Output, without any change, the listing below from its opening line up to and including the line with "stdin when omitted.".

=== Section Start ===

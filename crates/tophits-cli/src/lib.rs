//! CLI for tophits
//!
//! Reads a JSON array of shard partials (file or stdin) and either reduces
//! them into one merged result or checks that they could be reduced.
//! Configuration comes from the `TOPHITS_*` environment variables, then an
//! optional JSON5 file.

#![forbid(unsafe_code)]

use std::fs;
use std::io::{self, Write};
use std::path::{Path, PathBuf};

use clap::{Args, Parser, Subcommand};
use serde::{Deserialize, Serialize};
use tracing_subscriber::EnvFilter;

use tophits_core::{
    ConfigOverrides, ReduceConfig, ReduceError, TopHitsMerged, TopHitsPartial, TopHitsReducer,
    describe_sort, read_partials,
};

#[derive(Debug, thiserror::Error)]
pub enum CliError {
    #[error("invalid argument: {0}")]
    InvalidArgument(String),
    #[error("reduce failed ({kind}): {0}", kind = .0.error_type())]
    Reduce(#[from] ReduceError),
    #[error("cannot encode output: {0}")]
    Json(#[from] serde_json::Error),
    #[error("io error: {0}")]
    Io(#[from] io::Error),
}

pub type CliResult<T> = Result<T, CliError>;

#[derive(Parser, Debug)]
#[command(name = "tophits", version, about = "Merge per-shard top-hits partials")]
pub struct Cli {
    /// Log at debug level (overrides `RUST_LOG`).
    #[arg(long, short = 'v', global = true)]
    pub verbose: bool,
    #[command(subcommand)]
    pub command: Commands,
}

#[derive(Subcommand, Debug)]
pub enum Commands {
    /// Reduce partials into one globally ranked result.
    Reduce {
        #[command(flatten)]
        source: SourceArgs,
        /// Pretty-print the merged JSON.
        #[arg(long, default_value_t = false)]
        pretty: bool,
        /// Reduce in groups of this many partials, then reduce the groups.
        #[arg(long = "fan-in")]
        fan_in: Option<usize>,
    },
    /// Validate partials without producing hits.
    Check {
        #[command(flatten)]
        source: SourceArgs,
    },
}

#[derive(Args, Debug, Clone, Default)]
pub struct SourceArgs {
    /// JSON file holding an array of partials; stdin when omitted.
    #[arg(long, short = 'i')]
    pub input: Option<PathBuf>,
    /// JSON5 file overriding the environment configuration.
    #[arg(long)]
    pub config: Option<PathBuf>,
}

/// Summary printed by `tophits check`.
#[derive(Debug, Clone, PartialEq, Eq, Serialize, Deserialize)]
pub struct CheckReport {
    pub partials: usize,
    pub hits: usize,
    pub total_hits: u64,
    pub from: usize,
    pub size: usize,
    pub sort: String,
}

pub fn run() -> i32 {
    let cli = Cli::parse();
    init_tracing(cli.verbose);
    match execute(cli) {
        Ok(()) => 0,
        Err(err) => {
            eprintln!("error: {err}");
            err_exit_code(&err)
        }
    }
}

fn init_tracing(verbose: bool) {
    let filter = if verbose {
        EnvFilter::new("debug")
    } else {
        EnvFilter::try_from_default_env().unwrap_or_else(|_| EnvFilter::new("info"))
    };
    // A subscriber may already be installed when embedded.
    let _ = tracing_subscriber::fmt()
        .with_env_filter(filter)
        .with_writer(io::stderr)
        .try_init();
}

/// `2` for bad invocations and mismatched requests, `1` otherwise.
#[must_use]
pub const fn err_exit_code(err: &CliError) -> i32 {
    match err {
        CliError::InvalidArgument(_) => 2,
        CliError::Reduce(inner) if inner.is_configuration_error() => 2,
        CliError::Reduce(ReduceError::InvalidFanIn(_) | ReduceError::Config(_)) => 2,
        _ => 1,
    }
}

fn execute(cli: Cli) -> CliResult<()> {
    match cli.command {
        Commands::Reduce {
            source,
            pretty,
            fan_in,
        } => {
            let config = load_config(source.config.as_deref())?;
            let partials = read_input(source.input.as_deref())?;
            let merged = reduce_partials(partials, config, fan_in)?;
            tracing::info!(
                returned = merged.hits.len(),
                total_hits = merged.total_hits,
                "reduced partials"
            );
            write_json(&merged, pretty)
        }
        Commands::Check { source } => {
            let config = load_config(source.config.as_deref())?;
            let partials = read_input(source.input.as_deref())?;
            let report = check_partials(partials, config)?;
            write_json(&report, true)
        }
    }
}

/// Environment config with the JSON5 file at `path` applied on top.
pub fn load_config(path: Option<&Path>) -> CliResult<ReduceConfig> {
    let config = ReduceConfig::from_env();
    let Some(path) = path else {
        return Ok(config);
    };
    let text = fs::read_to_string(path).map_err(|e| {
        CliError::InvalidArgument(format!("cannot read config {}: {e}", path.display()))
    })?;
    let overrides = ConfigOverrides::parse_json5(&text)?;
    tracing::debug!(path = %path.display(), ?overrides, "applied config file");
    Ok(config.with_overrides(overrides))
}

fn read_input(path: Option<&Path>) -> CliResult<Vec<TopHitsPartial>> {
    let partials = match path {
        Some(path) => {
            let file = fs::File::open(path).map_err(|e| {
                CliError::InvalidArgument(format!("cannot open input {}: {e}", path.display()))
            })?;
            read_partials(file)?
        }
        None => read_partials(io::stdin().lock())?,
    };
    Ok(partials)
}

fn write_json<T: Serialize>(value: &T, pretty: bool) -> CliResult<()> {
    let json = if pretty {
        serde_json::to_string_pretty(value)?
    } else {
        serde_json::to_string(value)?
    };
    let mut out = io::stdout().lock();
    writeln!(out, "{json}")?;
    Ok(())
}

/// Parse `text` as a JSON array of partials and reduce it.
pub fn reduce_json(
    text: &str,
    config: ReduceConfig,
    fan_in: Option<usize>,
) -> CliResult<TopHitsMerged> {
    reduce_partials(read_partials(text.as_bytes())?, config, fan_in)
}

/// Reduce `partials` in one stage, or as a tree when `fan_in` is set.
pub fn reduce_partials(
    partials: Vec<TopHitsPartial>,
    config: ReduceConfig,
    fan_in: Option<usize>,
) -> CliResult<TopHitsMerged> {
    let reducer = TopHitsReducer::new(config);
    let merged = match fan_in {
        Some(fan_in) => reducer.reduce_tree(partials, fan_in)?,
        None => reducer.reduce(partials)?,
    };
    Ok(merged)
}

/// Run every reduce validation on `text`, with shard order checking forced on.
pub fn check_json(text: &str, config: ReduceConfig) -> CliResult<CheckReport> {
    check_partials(read_partials(text.as_bytes())?, config)
}

/// Validate `partials` as [`check_json`] does.
pub fn check_partials(partials: Vec<TopHitsPartial>, config: ReduceConfig) -> CliResult<CheckReport> {
    let hits = partials.iter().map(|p| p.hits.len()).sum();
    let reducer = TopHitsReducer::new(ReduceConfig {
        validate_shard_order: true,
        ..config
    });
    let merged = reducer.reduce(partials)?;
    Ok(CheckReport {
        partials: merged.stats.partials,
        hits,
        total_hits: merged.total_hits,
        from: merged.from,
        size: merged.size,
        sort: describe_sort(&merged.sort),
    })
}
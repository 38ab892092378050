//! Error types for top-hits reduction

use thiserror::Error;

use crate::sort::SortFieldType;

/// Result type alias for reduce operations
pub type ReduceResult<T> = std::result::Result<T, ReduceError>;

/// Errors that can occur while reducing shard partials
#[derive(Debug, Error)]
pub enum ReduceError {
    /// The caller supplied nothing to reduce
    #[error("No partial results to reduce")]
    NoPartials,

    /// More partials than the configured limit
    #[error("Too many partial results: {count} (limit {limit})")]
    TooManyPartials { count: usize, limit: usize },

    /// A partial requested a different `from`/`size` window than the first one
    #[error(
        "Window mismatch on shard {shard_index}: expected from={expected_from} size={expected_size}, \
         found from={found_from} size={found_size}"
    )]
    WindowMismatch {
        shard_index: usize,
        expected_from: usize,
        expected_size: usize,
        found_from: usize,
        found_size: usize,
    },

    /// A partial was ranked with different sort fields (or score vs fields)
    #[error("Sort mismatch on shard {shard_index}: expected [{expected}], found [{found}]")]
    SortMismatch {
        shard_index: usize,
        expected: String,
        found: String,
    },

    /// The sort field type has no comparison policy
    #[error("Unsupported sort type {} for field {field:?}", .field_type.as_str())]
    UnsupportedSortType {
        field: String,
        field_type: SortFieldType,
    },

    /// A hit carries sort values that do not fit the declared sort fields
    #[error("Invalid sort values for doc {doc_id} on shard {shard_index}: {reason}")]
    InvalidSortValue {
        shard_index: usize,
        doc_id: i32,
        reason: String,
    },

    /// A partial's hits were not ranked by the shared comparator
    #[error("Shard {shard_index} hits out of order at position {position}")]
    UnorderedPartial { shard_index: usize, position: usize },

    /// Tree reduction needs groups of at least two
    #[error("Invalid fan-in: {0} (must be >= 2)")]
    InvalidFanIn(usize),

    /// Malformed configuration input
    #[error("Invalid config: {0}")]
    Config(String),

    /// I/O error while reading partials
    #[error("I/O error: {0}")]
    Io(#[from] std::io::Error),

    /// Serialization error
    #[error("Serialization error: {0}")]
    Serialization(#[from] serde_json::Error),
}

impl ReduceError {
    /// Returns the error type string (for JSON responses)
    #[must_use]
    pub const fn error_type(&self) -> &'static str {
        match self {
            Self::NoPartials => "NO_PARTIALS",
            Self::TooManyPartials { .. } => "TOO_MANY_PARTIALS",
            Self::WindowMismatch { .. } => "WINDOW_MISMATCH",
            Self::SortMismatch { .. } => "SORT_MISMATCH",
            Self::UnsupportedSortType { .. } => "UNSUPPORTED_SORT_TYPE",
            Self::InvalidSortValue { .. } => "INVALID_SORT_VALUE",
            Self::UnorderedPartial { .. } => "UNORDERED_PARTIAL",
            Self::InvalidFanIn(_) => "INVALID_FAN_IN",
            Self::Config(_) => "CONFIG_ERROR",
            Self::Io(_) => "IO_ERROR",
            Self::Serialization(_) => "SERIALIZATION_ERROR",
        }
    }

    /// Returns whether the error is transient and can be retried.
    ///
    /// Reduction is pure, so only I/O around it can succeed on a second try.
    #[must_use]
    pub const fn is_retryable(&self) -> bool {
        matches!(self, Self::Io(_))
    }

    /// Whether the error comes from partials that disagree with each other
    #[must_use]
    pub const fn is_configuration_error(&self) -> bool {
        matches!(
            self,
            Self::WindowMismatch { .. }
                | Self::SortMismatch { .. }
                | Self::UnsupportedSortType { .. }
        )
    }
}
//! Reducer configuration
//!
//! Defaults suit a coordinating node that trusts nothing about its shards.
//! Every field can be overridden from the environment ([`ReduceConfig::from_env`])
//! and then from a JSON5 file ([`ConfigOverrides::parse_json5`]).

#[cfg(test)]
use std::cell::RefCell;
#[cfg(test)]
use std::collections::HashMap;
use std::env;

use serde::{Deserialize, Serialize};

use crate::error::{ReduceError, ReduceResult};

/// Reject partials whose `from`/`size` differ from the first partial.
pub const STRICT_WINDOW_ENV: &str = "TOPHITS_STRICT_WINDOW";
/// Verify that each partial arrives already ranked.
pub const VALIDATE_SHARD_ORDER_ENV: &str = "TOPHITS_VALIDATE_SHARD_ORDER";
/// Upper bound on partials per reduction (`0` = unbounded).
pub const MAX_PARTIALS_ENV: &str = "TOPHITS_MAX_PARTIALS";

#[cfg(test)]
thread_local! {
    static TEST_ENV_OVERRIDES: RefCell<HashMap<String, String>> = RefCell::new(HashMap::new());
}

/// Configuration for [`TopHitsReducer`](crate::reduce::TopHitsReducer).
#[derive(Debug, Clone, Copy, PartialEq, Eq, Serialize, Deserialize)]
#[serde(default)]
pub struct ReduceConfig {
    /// Mismatched windows are an error (`true`) or resolved to the first
    /// partial's window with a warning (`false`).
    pub strict_window: bool,
    /// Fail with `UnorderedPartial` when a shard's hits are not ranked.
    pub validate_shard_order: bool,
    /// Maximum partials per reduction; `0` disables the limit.
    pub max_partials: usize,
}

impl Default for ReduceConfig {
    fn default() -> Self {
        Self {
            strict_window: true,
            validate_shard_order: false,
            max_partials: 0,
        }
    }
}

impl ReduceConfig {
    /// Load config from environment, falling back to defaults.
    #[must_use]
    pub fn from_env() -> Self {
        let defaults = Self::default();
        Self {
            strict_window: env_bool(STRICT_WINDOW_ENV, defaults.strict_window),
            validate_shard_order: env_bool(
                VALIDATE_SHARD_ORDER_ENV,
                defaults.validate_shard_order,
            ),
            max_partials: env_usize(MAX_PARTIALS_ENV, defaults.max_partials),
        }
    }

    /// Apply the fields set in `overrides`.
    #[must_use]
    pub fn with_overrides(self, overrides: ConfigOverrides) -> Self {
        Self {
            strict_window: overrides.strict_window.unwrap_or(self.strict_window),
            validate_shard_order: overrides
                .validate_shard_order
                .unwrap_or(self.validate_shard_order),
            max_partials: overrides.max_partials.unwrap_or(self.max_partials),
        }
    }

    /// Whether `count` partials exceed the configured limit.
    #[must_use]
    pub const fn exceeds_partial_limit(&self, count: usize) -> bool {
        self.max_partials > 0 && count > self.max_partials
    }
}

/// Partial config read from a file; unset fields keep their current value.
#[derive(Debug, Clone, Copy, Default, PartialEq, Eq, Serialize, Deserialize)]
#[serde(deny_unknown_fields)]
pub struct ConfigOverrides {
    pub strict_window: Option<bool>,
    pub validate_shard_order: Option<bool>,
    pub max_partials: Option<usize>,
}

impl ConfigOverrides {
    /// Parse overrides from JSON5 text.
    ///
    /// # Errors
    /// Returns [`ReduceError::Config`] on malformed input or unknown keys.
    pub fn parse_json5(text: &str) -> ReduceResult<Self> {
        json5::from_str(text).map_err(|e| ReduceError::Config(e.to_string()))
    }
}

#[cfg(test)]
fn test_env_override_value(key: &str) -> Option<String> {
    TEST_ENV_OVERRIDES.with(|cell| cell.borrow().get(key).cloned())
}

fn env_value(key: &str) -> Option<String> {
    #[cfg(test)]
    if let Some(v) = test_env_override_value(key) {
        return Some(v);
    }
    env::var(key).ok()
}

fn parse_bool(value: &str, default: bool) -> bool {
    match value.trim().to_lowercase().as_str() {
        "1" | "true" | "t" | "yes" | "y" => true,
        "0" | "false" | "f" | "no" | "n" => false,
        _ => default,
    }
}

fn env_bool(key: &str, default: bool) -> bool {
    env_value(key).map_or(default, |v| parse_bool(&v, default))
}

fn env_usize(key: &str, default: usize) -> usize {
    env_value(key)
        .and_then(|v| v.trim().parse().ok())
        .unwrap_or(default)
}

=== Section End ===

Exercise result —
filename crates/tophits-cli/src/lib.rs
//! CLI for tophits
//!
//! Reads a JSON array of shard partials (file or stdin) and either reduces
//! them into one merged result or checks that they could be reduced.
//! Configuration comes from the `TOPHITS_*` environment variables, then an
//! optional JSON5 file.

#![forbid(unsafe_code)]

use std::fs;
use std::io::{self, Write};
use std::path::{Path, PathBuf};

use clap::{Args, Parser, Subcommand};
use serde::{Deserialize, Serialize};
use tracing_subscriber::EnvFilter;

use tophits_core::{
    ConfigOverrides, ReduceConfig, ReduceError, TopHitsMerged, TopHitsPartial, TopHitsReducer,
    describe_sort, read_partials,
};

#[derive(Debug, thiserror::Error)]
pub enum CliError {
    #[error("invalid argument: {0}")]
    InvalidArgument(String),
    #[error("reduce failed ({kind}): {0}", kind = .0.error_type())]
    Reduce(#[from] ReduceError),
    #[error("cannot encode output: {0}")]
    Json(#[from] serde_json::Error),
    #[error("io error: {0}")]
    Io(#[from] io::Error),
}

pub type CliResult<T> = Result<T, CliError>;

#[derive(Parser, Debug)]
#[command(name = "tophits", version, about = "Merge per-shard top-hits partials")]
pub struct Cli {
    /// Log at debug level (overrides `RUST_LOG`).
    #[arg(long, short = 'v', global = true)]
    pub verbose: bool,
    #[command(subcommand)]
    pub command: Commands,
}

#[derive(Subcommand, Debug)]
pub enum Commands {
    /// Reduce partials into one globally ranked result.
    Reduce {
        #[command(flatten)]
        source: SourceArgs,
        /// Pretty-print the merged JSON.
        #[arg(long, default_value_t = false)]
        pretty: bool,
        /// Reduce in groups of this many partials, then reduce the groups.
        #[arg(long = "fan-in")]
        fan_in: Option<usize>,
    },
    /// Validate partials without producing hits.
    Check {
        #[command(flatten)]
        source: SourceArgs,
    },
}

#[derive(Args, Debug, Clone, Default)]
pub struct SourceArgs {
    /// JSON file holding an array of partials; stdin when omitted.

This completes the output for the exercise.